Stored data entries
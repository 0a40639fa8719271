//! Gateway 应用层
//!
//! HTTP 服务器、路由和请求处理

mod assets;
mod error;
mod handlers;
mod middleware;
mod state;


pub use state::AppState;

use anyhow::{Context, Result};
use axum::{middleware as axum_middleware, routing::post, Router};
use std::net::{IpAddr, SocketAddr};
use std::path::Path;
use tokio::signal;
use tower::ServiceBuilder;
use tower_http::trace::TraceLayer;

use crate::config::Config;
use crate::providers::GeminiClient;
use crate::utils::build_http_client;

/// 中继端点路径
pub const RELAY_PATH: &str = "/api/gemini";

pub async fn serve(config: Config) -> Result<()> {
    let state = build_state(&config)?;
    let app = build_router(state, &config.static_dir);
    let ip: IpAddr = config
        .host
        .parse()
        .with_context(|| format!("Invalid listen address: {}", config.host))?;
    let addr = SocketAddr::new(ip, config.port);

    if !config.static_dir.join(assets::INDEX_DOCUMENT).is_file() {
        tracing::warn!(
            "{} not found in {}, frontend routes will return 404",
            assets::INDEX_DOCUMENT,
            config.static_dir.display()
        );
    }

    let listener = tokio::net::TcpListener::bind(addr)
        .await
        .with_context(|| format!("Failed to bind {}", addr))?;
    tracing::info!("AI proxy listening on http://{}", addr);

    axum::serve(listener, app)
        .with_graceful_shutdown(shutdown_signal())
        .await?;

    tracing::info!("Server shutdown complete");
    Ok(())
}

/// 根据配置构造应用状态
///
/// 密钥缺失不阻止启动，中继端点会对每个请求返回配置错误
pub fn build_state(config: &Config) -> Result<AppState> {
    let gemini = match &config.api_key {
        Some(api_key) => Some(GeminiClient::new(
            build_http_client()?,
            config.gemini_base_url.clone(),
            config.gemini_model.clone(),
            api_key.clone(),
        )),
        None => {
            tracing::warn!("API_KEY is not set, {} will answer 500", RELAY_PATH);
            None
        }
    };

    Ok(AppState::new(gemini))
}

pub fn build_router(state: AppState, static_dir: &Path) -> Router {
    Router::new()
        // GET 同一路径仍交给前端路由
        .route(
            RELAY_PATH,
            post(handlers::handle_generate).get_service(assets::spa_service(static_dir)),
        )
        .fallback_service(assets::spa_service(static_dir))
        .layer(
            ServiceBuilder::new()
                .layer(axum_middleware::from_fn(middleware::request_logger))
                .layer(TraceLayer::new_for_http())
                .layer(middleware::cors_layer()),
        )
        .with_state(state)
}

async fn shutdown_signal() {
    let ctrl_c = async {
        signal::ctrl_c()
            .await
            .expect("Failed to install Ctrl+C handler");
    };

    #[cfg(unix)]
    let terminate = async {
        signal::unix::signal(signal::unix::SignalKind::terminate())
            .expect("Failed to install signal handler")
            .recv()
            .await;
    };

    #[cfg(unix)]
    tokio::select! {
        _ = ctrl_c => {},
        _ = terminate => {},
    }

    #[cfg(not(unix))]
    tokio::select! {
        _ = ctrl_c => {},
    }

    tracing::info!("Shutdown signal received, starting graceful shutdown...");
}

==

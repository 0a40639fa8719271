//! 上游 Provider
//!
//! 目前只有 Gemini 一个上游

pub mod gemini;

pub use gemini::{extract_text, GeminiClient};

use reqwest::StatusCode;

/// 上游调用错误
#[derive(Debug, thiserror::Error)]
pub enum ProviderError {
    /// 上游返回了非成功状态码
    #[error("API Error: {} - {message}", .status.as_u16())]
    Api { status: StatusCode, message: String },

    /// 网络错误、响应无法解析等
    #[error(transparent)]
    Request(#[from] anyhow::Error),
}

Exercise aim
Which lines of the data include the word "IpAddr"? Copy each one.

Reply to the task
use std::net::{IpAddr, SocketAddr};
    let ip: IpAddr = config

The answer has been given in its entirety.